Supplied data:
====
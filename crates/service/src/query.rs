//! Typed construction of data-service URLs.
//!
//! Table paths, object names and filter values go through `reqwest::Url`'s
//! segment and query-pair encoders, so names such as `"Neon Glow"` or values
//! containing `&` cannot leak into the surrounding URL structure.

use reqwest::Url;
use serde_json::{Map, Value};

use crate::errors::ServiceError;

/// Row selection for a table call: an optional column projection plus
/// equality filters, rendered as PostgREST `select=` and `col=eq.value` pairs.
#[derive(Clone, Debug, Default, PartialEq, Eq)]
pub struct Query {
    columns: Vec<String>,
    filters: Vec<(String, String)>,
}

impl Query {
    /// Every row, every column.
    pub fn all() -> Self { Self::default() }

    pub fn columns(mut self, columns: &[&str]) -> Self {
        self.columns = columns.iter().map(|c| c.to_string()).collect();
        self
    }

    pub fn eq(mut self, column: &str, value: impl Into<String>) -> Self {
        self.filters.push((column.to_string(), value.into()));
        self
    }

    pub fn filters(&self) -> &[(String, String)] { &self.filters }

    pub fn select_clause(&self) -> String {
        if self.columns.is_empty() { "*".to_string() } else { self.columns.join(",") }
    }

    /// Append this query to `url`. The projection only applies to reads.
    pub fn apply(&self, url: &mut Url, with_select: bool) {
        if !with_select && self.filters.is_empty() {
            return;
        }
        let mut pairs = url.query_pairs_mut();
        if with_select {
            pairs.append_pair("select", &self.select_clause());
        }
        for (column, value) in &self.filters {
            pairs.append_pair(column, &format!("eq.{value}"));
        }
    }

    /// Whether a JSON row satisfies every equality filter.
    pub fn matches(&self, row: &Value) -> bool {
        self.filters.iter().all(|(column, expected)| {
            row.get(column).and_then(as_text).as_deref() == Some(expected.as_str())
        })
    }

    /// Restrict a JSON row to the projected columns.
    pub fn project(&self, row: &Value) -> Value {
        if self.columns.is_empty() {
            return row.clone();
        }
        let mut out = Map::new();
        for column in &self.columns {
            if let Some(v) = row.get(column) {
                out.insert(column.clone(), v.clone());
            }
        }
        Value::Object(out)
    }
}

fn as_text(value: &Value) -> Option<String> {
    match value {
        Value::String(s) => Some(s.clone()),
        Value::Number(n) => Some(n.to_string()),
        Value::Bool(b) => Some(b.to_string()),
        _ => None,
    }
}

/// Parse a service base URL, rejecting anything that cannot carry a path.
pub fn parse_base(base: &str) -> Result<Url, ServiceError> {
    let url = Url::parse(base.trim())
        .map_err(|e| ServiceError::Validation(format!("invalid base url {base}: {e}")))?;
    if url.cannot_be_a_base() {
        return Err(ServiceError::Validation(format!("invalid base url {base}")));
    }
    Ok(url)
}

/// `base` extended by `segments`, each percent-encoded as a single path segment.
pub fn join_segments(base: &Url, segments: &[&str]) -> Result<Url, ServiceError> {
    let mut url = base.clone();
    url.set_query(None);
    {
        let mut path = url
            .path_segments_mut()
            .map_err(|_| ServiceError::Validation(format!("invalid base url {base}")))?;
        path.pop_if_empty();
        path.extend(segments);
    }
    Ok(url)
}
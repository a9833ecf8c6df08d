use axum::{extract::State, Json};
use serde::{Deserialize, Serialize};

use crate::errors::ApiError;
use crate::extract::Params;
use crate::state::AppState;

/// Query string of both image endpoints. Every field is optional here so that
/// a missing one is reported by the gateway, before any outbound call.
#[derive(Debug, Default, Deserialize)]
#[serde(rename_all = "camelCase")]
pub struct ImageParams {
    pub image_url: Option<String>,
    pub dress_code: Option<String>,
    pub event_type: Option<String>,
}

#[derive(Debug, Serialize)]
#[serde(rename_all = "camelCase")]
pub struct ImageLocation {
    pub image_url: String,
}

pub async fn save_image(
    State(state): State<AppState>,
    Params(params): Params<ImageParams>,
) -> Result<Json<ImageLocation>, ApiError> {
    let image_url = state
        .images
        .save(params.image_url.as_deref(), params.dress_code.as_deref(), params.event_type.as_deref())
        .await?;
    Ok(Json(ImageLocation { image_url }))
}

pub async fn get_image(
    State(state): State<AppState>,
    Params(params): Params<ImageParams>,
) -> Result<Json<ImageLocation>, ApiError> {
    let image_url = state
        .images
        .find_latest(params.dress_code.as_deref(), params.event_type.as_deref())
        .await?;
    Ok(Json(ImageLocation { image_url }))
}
====
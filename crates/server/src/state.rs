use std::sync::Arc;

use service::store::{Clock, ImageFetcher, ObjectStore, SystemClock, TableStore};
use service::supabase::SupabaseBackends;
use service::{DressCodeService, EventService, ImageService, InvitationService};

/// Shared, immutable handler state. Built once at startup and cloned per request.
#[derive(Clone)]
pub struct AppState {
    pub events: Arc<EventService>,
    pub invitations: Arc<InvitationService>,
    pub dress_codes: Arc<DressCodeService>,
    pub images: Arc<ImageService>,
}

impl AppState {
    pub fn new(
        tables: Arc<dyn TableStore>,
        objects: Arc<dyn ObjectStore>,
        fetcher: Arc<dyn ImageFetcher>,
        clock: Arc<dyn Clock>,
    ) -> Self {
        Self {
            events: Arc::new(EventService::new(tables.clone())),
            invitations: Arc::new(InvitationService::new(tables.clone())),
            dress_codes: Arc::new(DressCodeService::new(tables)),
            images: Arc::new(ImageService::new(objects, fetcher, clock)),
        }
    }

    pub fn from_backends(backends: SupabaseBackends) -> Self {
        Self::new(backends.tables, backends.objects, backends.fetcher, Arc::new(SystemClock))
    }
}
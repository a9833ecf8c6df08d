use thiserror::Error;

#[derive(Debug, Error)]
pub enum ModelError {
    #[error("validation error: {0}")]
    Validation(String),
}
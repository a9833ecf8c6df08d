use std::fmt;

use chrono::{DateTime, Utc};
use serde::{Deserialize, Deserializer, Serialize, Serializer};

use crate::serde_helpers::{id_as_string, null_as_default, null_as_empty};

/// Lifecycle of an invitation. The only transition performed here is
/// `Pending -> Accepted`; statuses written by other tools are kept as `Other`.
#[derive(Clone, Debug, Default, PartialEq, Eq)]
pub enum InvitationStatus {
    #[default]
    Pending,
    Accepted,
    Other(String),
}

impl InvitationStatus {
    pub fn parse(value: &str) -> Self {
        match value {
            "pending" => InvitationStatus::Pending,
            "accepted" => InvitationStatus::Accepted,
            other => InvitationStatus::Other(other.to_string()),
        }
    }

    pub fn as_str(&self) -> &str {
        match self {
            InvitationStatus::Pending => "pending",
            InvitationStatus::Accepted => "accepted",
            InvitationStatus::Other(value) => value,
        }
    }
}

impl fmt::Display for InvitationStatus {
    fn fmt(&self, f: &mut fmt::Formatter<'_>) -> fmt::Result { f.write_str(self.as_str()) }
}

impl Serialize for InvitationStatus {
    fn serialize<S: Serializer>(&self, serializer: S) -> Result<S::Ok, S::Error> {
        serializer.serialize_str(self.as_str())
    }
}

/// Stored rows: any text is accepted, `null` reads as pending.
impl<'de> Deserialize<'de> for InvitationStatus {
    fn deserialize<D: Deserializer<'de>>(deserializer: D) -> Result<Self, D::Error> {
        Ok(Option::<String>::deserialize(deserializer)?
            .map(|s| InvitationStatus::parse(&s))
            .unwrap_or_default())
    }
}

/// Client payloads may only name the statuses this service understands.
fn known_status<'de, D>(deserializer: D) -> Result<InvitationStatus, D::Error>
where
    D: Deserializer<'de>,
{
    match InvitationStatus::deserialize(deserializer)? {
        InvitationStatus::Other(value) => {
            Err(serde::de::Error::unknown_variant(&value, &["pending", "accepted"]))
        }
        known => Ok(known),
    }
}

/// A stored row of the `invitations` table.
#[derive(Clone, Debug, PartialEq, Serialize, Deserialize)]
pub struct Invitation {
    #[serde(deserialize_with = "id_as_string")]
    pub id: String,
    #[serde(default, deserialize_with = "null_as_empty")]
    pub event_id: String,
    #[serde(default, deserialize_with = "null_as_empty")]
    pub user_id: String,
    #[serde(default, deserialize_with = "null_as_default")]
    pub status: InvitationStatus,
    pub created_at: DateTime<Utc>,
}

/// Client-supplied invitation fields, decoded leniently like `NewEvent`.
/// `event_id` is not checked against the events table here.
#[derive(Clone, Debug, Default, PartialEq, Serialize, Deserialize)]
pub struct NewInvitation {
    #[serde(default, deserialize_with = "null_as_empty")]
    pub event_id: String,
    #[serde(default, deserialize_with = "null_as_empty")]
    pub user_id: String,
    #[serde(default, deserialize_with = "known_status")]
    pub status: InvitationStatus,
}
====
About this exercise: Give only the number of lines in the data that hold the word "names".

Response below: 2